Michael Finch is the president of the David Horowitz Freedom Center. His new book of poetry is Wanderings in Place.
Let me begin by painting a picture. Drugs flow across a lengthy and wide-open border, flooding into the nation, affecting millions, causing incredible misery, addiction, early death, and an epidemic of raging proportions. Aided by a government that is either unwilling or too incompetent to address the problem and stop this scourge.
It gets worse. Drug cartels and criminal elements on both sides of the border make astronomical amounts of money, while foreign business interests reap great profits off the illicit and illegal drug trade. On one side of this equation, fortunes are made, while on the other millions suffer the degradation and misery of this endless supply of drugs.
I could, of course, be speaking of modern America and the current fentanyl and opioid crisis that is ravaging our nation and the cause of over 70,000 deaths a year. The opioid epidemic has had devastating effects on American families and the lives and health of our communities. It is a tragedy of epic proportions, and we are losing this war.
But my words also describe another great nation, an Empire that suffered from the same scourge and also fought a losing battle against a flood of illegal drugs that was to contribute to the failure of that Empire and aid in the collapse of a 2,000-year-old great Civilization. This is China in the mid-19th Century.
First, some historical background.

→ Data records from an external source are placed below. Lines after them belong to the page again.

use std::{path::Path as FsPath, sync::Arc};

use axum::{
    extract::{Path, Request, State},
    http::{header, StatusCode},
    middleware::{self, Next},
    response::{IntoResponse, Response},
    routing::get,
    Json, Router,
};
use serde::{Deserialize, Serialize};
use tokio::net::TcpListener;

// --- fixture: what the backend would read from its settings and Azure ---

#[derive(Clone, Debug, Default, Serialize, Deserialize)]
#[serde(rename_all = "camelCase")]
pub struct Fixture {
    #[serde(default)]
    pub subscriptions: Vec<SubscriptionFixture>,
}

#[derive(Clone, Debug, Serialize, Deserialize)]
#[serde(rename_all = "camelCase")]
pub struct SubscriptionFixture {
    pub display_name: String,
    pub subscription_id: String,
    #[serde(default)]
    pub resource_groups: Vec<ResourceGroupFixture>,
}

#[derive(Clone, Debug, Serialize, Deserialize)]
#[serde(rename_all = "camelCase")]
pub struct ResourceGroupFixture {
    pub resource_group_name: String,
    #[serde(default)]
    pub databases: Vec<DatabaseFixture>,
    #[serde(default)]
    pub elastic_pools: Vec<ElasticPoolFixture>,
}

#[derive(Clone, Debug, Serialize, Deserialize)]
#[serde(rename_all = "camelCase")]
pub struct DatabaseFixture {
    pub server_name: String,
    pub database_name: String,
    pub size_used: u64,
    pub size_allocated: u64,
    pub size_max: u64,
}

#[derive(Clone, Debug, Serialize, Deserialize)]
#[serde(rename_all = "camelCase")]
pub struct ElasticPoolFixture {
    pub server_name: String,
    pub elastic_pool_name: String,
    pub max_size_bytes: u64,
    #[serde(default)]
    pub databases: Vec<PooledDatabaseFixture>,
}

#[derive(Clone, Debug, Serialize, Deserialize)]
#[serde(rename_all = "camelCase")]
pub struct PooledDatabaseFixture {
    pub database_name: String,
    pub size_used: u64,
    pub size_allocated: u64,
}

impl Fixture {
    pub fn load(path: impl AsRef<FsPath>) -> std::io::Result<Self> {
        let raw = std::fs::read_to_string(path)?;
        serde_json::from_str(&raw)
            .map_err(|e| std::io::Error::new(std::io::ErrorKind::InvalidData, e))
    }

    fn resource_group(&self, subscription_id: &str, name: &str) -> Option<&ResourceGroupFixture> {
        self.subscriptions
            .iter()
            .find(|s| s.subscription_id == subscription_id)?
            .resource_groups
            .iter()
            .find(|rg| rg.resource_group_name == name)
    }
}

// --- wire shapes served to the client ---

#[derive(Clone, Debug, Serialize, Deserialize)]
#[serde(rename_all = "camelCase")]
pub struct DatabaseView {
    pub server_name: String,
    pub database_name: String,
}

#[derive(Clone, Debug, Serialize, Deserialize)]
#[serde(rename_all = "camelCase")]
pub struct ElasticPoolView {
    pub server_name: String,
    pub elastic_pool_name: String,
}

#[derive(Clone, Debug, Serialize, Deserialize)]
#[serde(rename_all = "camelCase")]
pub struct ResourceGroupView {
    pub resource_group_name: String,
    pub databases: Vec<DatabaseView>,
    pub elastic_pools: Vec<ElasticPoolView>,
}

#[derive(Clone, Debug, Serialize, Deserialize)]
#[serde(rename_all = "camelCase")]
pub struct SubscriptionView {
    pub display_name: String,
    pub subscription_id: String,
    pub resource_groups: Vec<ResourceGroupView>,
}

#[derive(Clone, Debug, Serialize, Deserialize)]
#[serde(rename_all = "camelCase")]
pub struct DashboardView {
    pub subscriptions: Vec<SubscriptionView>,
}

#[derive(Clone, Copy, Debug, PartialEq, Eq, Serialize, Deserialize)]
#[serde(rename_all = "camelCase")]
pub struct UsageView {
    pub database_size_used: u64,
    pub database_size_allocated: u64,
    pub database_size_max: u64,
}

impl From<&Fixture> for DashboardView {
    fn from(fixture: &Fixture) -> Self {
        Self {
            subscriptions: fixture
                .subscriptions
                .iter()
                .map(|s| SubscriptionView {
                    display_name: s.display_name.clone(),
                    subscription_id: s.subscription_id.clone(),
                    resource_groups: s.resource_groups.iter().map(ResourceGroupView::from).collect(),
                })
                .collect(),
        }
    }
}

impl From<&ResourceGroupFixture> for ResourceGroupView {
    fn from(rg: &ResourceGroupFixture) -> Self {
        Self {
            resource_group_name: rg.resource_group_name.clone(),
            databases: rg
                .databases
                .iter()
                .map(|d| DatabaseView {
                    server_name: d.server_name.clone(),
                    database_name: d.database_name.clone(),
                })
                .collect(),
            elastic_pools: rg
                .elastic_pools
                .iter()
                .map(|p| ElasticPoolView {
                    server_name: p.server_name.clone(),
                    elastic_pool_name: p.elastic_pool_name.clone(),
                })
                .collect(),
        }
    }
}

impl From<&ElasticPoolFixture> for UsageView {
    /// The pool has no usage of its own: sum its databases. Max is the pool's
    /// own limit; the sums are not capped by it.
    fn from(pool: &ElasticPoolFixture) -> Self {
        Self {
            database_size_used: pool.databases.iter().map(|d| d.size_used).sum(),
            database_size_allocated: pool.databases.iter().map(|d| d.size_allocated).sum(),
            database_size_max: pool.max_size_bytes,
        }
    }
}

// --- router ---

#[derive(Clone)]
struct AppState {
    fixture: Arc<Fixture>,
    access_token: Option<Arc<str>>,
}

type UsagePath = Path<(String, String, String, String)>;
type NotFound = (StatusCode, &'static str);

const NOT_FOUND: NotFound = (StatusCode::NOT_FOUND, "not found");

/// Router serving `fixture` without authentication.
pub fn app(fixture: Fixture) -> Router {
    router(fixture, None)
}

/// Router that rejects `/api` calls lacking `Authorization: Bearer <token>`.
pub fn app_with_token(fixture: Fixture, token: &str) -> Router {
    router(fixture, Some(token))
}

fn router(fixture: Fixture, token: Option<&str>) -> Router {
    let state = AppState {
        fixture: Arc::new(fixture),
        access_token: token.map(Arc::from),
    };
    Router::new()
        .route("/api/health", get(health))
        .route("/api/dashboard", get(dashboard))
        .route(
            "/api/subscription/{subscription_id}/resource-group/{resource_group_name}/server/{server_name}/database/{database_name}/usage",
            get(database_usage),
        )
        .route(
            "/api/subscription/{subscription_id}/resource-group/{resource_group_name}/server/{server_name}/elastic-pool/{elastic_pool_name}/usage",
            get(elastic_pool_usage),
        )
        .route_layer(middleware::from_fn_with_state(state.clone(), require_token))
        .with_state(state)
}

pub async fn run(listener: TcpListener, router: Router) -> Result<(), std::io::Error> {
    axum::serve(listener, router).await
}

async fn require_token(State(state): State<AppState>, request: Request, next: Next) -> Response {
    let Some(expected) = state.access_token.as_deref() else {
        return next.run(request).await;
    };
    let presented = request
        .headers()
        .get(header::AUTHORIZATION)
        .and_then(|value| value.to_str().ok())
        .and_then(|value| value.strip_prefix("Bearer "));
    if presented == Some(expected) {
        next.run(request).await
    } else {
        tracing::debug!(uri = %request.uri(), "rejected request without valid bearer token");
        (StatusCode::UNAUTHORIZED, "missing or invalid bearer token").into_response()
    }
}

async fn health() -> &'static str {
    "ok"
}

async fn dashboard(State(state): State<AppState>) -> Json<DashboardView> {
    tracing::debug!(subscriptions = state.fixture.subscriptions.len(), "dashboard");
    Json(DashboardView::from(state.fixture.as_ref()))
}

async fn database_usage(
    State(state): State<AppState>,
    Path((subscription_id, resource_group_name, server_name, database_name)): UsagePath,
) -> Result<Json<UsageView>, NotFound> {
    tracing::debug!(%subscription_id, %resource_group_name, %server_name, %database_name, "database usage");
    let database = state
        .fixture
        .resource_group(&subscription_id, &resource_group_name)
        .and_then(|rg| {
            rg.databases
                .iter()
                .find(|d| d.server_name == server_name && d.database_name == database_name)
        })
        .ok_or(NOT_FOUND)?;
    Ok(Json(UsageView {
        database_size_used: database.size_used,
        database_size_allocated: database.size_allocated,
        database_size_max: database.size_max,
    }))
}

async fn elastic_pool_usage(
    State(state): State<AppState>,
    Path((subscription_id, resource_group_name, server_name, elastic_pool_name)): UsagePath,
) -> Result<Json<UsageView>, NotFound> {
    tracing::debug!(%subscription_id, %resource_group_name, %server_name, %elastic_pool_name, "elastic pool usage");
    let pool = state
        .fixture
        .resource_group(&subscription_id, &resource_group_name)
        .and_then(|rg| {
            rg.elastic_pools
                .iter()
                .find(|p| p.server_name == server_name && p.elastic_pool_name == elastic_pool_name)
        })
        .ok_or(NOT_FOUND)?;
    Ok(Json(UsageView::from(pool)))
}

The British, as the world knows, love their tea. They are the fourth largest per capita consumers of tea in the world. The English of the 18th Century, in a fashion, became addicted to tea. And most of the tea came from China. The British, along with other rising Western European powers, were anxious and eager to break into the Chinese market. The most populous country in the world, then as it is now, was an alluring temptation to any trader. Some things haven’t changed.
The English attempted to trade many items in China to prevent a growing trade imbalance, but it was tough sledding. Chinese trading rules were stringent and trade could only pass through one single port open to foreigners, that of Quangzhou. Tariffs were high and, frankly, the Chinese were not in great need or want of most of what the English and others were trying to trade. As the Chinese Emperor Qianlong explained in a letter to King George, “we possess all things. I set no value on objects strange or ingenious, and have no use for your country’s manufactures.” Ouch.
The British trade was conducted almost exclusively through the East India Company, a quasi-governmental merchant trading consortium that did the Empire’s bidding and had Royal blessing. Like the semi-pirate Sir Francis Drake a few centuries before, they acted with Royal sanction, but only sort of, acting as independent agents in most endeavors. So long as the English treasury and purses were filling up, it was best to look the other when it came to the details of just how those coffers were being filled.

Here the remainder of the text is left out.